BEGIN Input data

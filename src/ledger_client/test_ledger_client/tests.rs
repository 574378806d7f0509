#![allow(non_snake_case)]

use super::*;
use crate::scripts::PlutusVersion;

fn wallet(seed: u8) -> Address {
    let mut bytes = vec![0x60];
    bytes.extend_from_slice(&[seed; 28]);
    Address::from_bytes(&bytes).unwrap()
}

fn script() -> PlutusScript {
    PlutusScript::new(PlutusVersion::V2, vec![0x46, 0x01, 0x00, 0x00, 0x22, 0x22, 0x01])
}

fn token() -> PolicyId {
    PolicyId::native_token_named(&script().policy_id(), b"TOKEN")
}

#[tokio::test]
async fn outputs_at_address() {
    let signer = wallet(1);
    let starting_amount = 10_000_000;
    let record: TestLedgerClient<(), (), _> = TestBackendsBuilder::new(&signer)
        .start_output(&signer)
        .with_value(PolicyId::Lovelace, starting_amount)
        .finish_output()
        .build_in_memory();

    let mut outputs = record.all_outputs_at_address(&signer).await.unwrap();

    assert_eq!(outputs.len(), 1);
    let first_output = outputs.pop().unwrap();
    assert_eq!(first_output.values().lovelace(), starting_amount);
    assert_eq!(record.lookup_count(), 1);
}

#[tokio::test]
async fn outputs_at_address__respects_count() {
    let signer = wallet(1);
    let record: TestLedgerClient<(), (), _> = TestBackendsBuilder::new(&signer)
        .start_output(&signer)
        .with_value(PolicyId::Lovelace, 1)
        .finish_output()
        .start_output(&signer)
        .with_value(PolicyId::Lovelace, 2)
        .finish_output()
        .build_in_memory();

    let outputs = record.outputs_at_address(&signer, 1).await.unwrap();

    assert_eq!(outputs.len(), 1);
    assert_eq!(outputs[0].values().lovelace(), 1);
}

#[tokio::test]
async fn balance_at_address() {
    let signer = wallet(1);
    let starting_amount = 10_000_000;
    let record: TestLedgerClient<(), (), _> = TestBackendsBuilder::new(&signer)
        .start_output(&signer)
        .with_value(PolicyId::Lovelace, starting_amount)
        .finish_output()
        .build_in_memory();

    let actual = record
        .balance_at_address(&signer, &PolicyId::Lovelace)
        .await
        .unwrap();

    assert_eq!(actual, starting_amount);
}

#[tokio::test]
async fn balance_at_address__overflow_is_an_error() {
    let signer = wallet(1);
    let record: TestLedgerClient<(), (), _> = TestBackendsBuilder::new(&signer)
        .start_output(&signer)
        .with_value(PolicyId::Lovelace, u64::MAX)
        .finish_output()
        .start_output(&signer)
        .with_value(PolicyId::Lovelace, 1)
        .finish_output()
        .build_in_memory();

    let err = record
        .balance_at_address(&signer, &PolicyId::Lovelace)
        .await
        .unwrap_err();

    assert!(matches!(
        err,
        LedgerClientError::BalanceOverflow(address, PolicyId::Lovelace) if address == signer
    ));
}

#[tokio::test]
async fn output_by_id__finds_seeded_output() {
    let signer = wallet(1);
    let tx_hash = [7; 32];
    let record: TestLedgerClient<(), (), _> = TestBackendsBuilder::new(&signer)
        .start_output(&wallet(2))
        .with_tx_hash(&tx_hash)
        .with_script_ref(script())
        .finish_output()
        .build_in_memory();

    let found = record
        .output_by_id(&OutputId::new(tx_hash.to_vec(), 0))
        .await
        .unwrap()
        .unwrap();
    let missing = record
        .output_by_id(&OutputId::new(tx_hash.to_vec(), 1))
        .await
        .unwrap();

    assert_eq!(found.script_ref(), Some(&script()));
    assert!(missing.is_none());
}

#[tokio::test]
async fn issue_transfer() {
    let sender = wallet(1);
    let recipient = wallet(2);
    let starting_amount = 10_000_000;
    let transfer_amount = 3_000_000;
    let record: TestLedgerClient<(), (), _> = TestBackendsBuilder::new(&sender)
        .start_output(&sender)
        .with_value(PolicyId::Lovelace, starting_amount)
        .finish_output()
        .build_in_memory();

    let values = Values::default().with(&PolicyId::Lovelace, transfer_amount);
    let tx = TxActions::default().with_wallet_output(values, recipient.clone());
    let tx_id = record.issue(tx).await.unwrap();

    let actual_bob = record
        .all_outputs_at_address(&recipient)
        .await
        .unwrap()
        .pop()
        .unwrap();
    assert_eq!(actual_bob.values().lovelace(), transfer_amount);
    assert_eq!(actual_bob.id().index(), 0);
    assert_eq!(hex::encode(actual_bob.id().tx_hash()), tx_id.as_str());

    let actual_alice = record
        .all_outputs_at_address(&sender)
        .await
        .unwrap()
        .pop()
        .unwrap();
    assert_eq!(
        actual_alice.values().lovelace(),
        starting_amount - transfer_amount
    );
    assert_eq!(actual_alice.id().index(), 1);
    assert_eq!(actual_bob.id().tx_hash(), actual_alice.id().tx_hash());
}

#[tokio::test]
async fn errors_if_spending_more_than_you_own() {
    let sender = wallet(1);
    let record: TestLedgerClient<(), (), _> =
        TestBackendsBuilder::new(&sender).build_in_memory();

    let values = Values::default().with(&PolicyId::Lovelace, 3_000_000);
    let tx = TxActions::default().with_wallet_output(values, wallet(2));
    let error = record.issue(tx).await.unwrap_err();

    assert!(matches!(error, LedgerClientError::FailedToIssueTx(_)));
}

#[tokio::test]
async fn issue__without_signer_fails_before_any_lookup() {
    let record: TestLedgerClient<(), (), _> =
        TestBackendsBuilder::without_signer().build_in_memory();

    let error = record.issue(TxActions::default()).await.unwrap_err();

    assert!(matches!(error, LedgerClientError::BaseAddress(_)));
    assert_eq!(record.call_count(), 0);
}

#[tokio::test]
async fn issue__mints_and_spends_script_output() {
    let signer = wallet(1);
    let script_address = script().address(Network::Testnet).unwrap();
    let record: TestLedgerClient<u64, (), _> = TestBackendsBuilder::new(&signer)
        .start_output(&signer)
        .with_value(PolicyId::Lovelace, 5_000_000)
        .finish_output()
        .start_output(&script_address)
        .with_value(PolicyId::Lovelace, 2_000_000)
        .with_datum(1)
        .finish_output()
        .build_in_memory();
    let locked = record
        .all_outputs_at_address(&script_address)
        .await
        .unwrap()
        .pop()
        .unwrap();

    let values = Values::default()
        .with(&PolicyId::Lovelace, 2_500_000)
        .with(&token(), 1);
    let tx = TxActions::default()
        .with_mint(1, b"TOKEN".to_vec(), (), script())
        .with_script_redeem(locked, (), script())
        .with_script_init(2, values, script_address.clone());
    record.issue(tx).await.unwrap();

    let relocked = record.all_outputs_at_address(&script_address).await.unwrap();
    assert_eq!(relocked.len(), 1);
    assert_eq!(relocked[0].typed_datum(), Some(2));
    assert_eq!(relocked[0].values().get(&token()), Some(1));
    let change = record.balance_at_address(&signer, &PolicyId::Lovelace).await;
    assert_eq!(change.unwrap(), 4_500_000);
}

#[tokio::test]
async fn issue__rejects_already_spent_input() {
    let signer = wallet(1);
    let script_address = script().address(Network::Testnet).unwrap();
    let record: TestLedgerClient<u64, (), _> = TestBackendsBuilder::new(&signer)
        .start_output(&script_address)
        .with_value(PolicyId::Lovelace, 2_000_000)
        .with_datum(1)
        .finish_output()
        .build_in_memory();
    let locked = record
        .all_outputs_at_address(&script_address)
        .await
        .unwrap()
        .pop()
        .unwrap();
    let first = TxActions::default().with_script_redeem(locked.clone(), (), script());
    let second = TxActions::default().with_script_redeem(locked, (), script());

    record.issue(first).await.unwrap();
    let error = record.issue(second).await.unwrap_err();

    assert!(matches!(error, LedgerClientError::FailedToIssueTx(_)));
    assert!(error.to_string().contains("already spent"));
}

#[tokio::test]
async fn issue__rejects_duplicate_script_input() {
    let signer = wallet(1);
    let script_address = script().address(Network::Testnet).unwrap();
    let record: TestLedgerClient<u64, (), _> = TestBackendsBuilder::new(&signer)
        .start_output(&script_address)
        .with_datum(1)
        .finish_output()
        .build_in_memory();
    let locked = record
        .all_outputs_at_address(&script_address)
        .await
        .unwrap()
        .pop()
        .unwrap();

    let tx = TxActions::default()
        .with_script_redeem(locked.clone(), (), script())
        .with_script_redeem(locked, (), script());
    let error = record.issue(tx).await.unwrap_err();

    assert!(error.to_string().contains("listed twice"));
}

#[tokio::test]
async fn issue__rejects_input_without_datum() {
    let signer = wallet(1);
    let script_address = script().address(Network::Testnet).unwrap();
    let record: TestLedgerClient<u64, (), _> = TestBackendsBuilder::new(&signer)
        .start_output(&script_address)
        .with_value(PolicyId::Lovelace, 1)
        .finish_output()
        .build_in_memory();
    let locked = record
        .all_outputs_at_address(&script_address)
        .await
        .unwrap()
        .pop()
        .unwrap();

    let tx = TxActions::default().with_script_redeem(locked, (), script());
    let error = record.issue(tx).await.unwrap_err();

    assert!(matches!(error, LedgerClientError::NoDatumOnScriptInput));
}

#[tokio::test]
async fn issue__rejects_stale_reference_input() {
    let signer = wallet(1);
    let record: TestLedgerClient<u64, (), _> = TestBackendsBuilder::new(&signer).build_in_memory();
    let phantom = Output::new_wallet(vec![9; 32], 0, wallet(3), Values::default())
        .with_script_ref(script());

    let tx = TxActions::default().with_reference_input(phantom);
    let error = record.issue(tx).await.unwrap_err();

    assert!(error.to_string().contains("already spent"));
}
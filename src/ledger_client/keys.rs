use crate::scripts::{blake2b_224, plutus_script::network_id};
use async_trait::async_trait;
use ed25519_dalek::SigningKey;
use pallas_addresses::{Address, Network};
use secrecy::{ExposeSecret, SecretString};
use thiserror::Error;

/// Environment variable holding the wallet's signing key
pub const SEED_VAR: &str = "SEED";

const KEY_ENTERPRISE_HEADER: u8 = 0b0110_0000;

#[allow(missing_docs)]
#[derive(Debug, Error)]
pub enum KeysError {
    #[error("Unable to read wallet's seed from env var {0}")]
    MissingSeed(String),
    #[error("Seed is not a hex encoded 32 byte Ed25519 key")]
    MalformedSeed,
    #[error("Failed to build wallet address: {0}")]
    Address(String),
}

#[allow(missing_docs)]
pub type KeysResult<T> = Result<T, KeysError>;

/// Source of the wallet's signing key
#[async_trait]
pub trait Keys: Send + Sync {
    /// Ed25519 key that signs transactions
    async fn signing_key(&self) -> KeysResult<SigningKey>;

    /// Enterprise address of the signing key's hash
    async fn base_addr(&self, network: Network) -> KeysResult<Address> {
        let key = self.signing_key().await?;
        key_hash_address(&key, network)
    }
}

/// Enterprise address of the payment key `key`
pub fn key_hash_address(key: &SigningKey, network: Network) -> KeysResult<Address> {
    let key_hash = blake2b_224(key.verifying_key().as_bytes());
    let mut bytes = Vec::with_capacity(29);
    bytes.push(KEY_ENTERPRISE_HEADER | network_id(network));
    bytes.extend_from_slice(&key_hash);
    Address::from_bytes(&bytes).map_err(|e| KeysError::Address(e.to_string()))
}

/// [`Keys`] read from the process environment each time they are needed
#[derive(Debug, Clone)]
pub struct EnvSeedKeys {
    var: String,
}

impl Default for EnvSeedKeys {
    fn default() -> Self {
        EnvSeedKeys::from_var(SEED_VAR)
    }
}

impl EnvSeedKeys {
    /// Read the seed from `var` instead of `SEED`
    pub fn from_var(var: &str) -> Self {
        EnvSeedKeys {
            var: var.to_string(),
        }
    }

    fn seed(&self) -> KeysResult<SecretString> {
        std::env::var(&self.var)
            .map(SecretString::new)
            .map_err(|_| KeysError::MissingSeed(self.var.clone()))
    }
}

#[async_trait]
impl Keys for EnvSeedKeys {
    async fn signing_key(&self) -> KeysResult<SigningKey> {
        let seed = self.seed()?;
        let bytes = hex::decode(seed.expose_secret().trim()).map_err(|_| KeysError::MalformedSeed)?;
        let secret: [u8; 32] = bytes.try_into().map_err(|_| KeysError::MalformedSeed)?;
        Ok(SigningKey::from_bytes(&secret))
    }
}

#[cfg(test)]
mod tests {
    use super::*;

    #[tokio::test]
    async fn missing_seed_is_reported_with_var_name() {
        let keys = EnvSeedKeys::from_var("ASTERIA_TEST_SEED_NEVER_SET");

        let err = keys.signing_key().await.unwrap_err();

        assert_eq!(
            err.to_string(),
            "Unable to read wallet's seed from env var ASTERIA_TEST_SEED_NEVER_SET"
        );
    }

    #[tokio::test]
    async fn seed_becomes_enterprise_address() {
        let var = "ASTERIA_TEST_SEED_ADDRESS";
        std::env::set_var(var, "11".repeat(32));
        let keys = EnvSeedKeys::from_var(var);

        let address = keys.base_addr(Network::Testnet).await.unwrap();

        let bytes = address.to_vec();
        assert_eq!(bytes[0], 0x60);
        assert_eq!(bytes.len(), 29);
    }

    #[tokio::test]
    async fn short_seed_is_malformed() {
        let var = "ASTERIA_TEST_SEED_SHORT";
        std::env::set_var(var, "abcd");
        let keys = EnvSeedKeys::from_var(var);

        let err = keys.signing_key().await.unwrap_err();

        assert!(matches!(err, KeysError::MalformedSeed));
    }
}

END Input data

§ Problem statement
From the line holding "pub fn key_hash_address(key: &SigningKey, network: Network)" to the line holding "they are needed", inclusive, restate each line above exactly as written.

§ Response to this task
pub fn key_hash_address(key: &SigningKey, network: Network) -> KeysResult<Address> {
    let key_hash = blake2b_224(key.verifying_key().as_bytes());
    let mut bytes = Vec::with_capacity(29);
    bytes.push(KEY_ENTERPRISE_HEADER | network_id(network));
    bytes.extend_from_slice(&key_hash);
    Address::from_bytes(&bytes).map_err(|e| KeysError::Address(e.to_string()))
}

/// [`Keys`] read from the process environment each time they are needed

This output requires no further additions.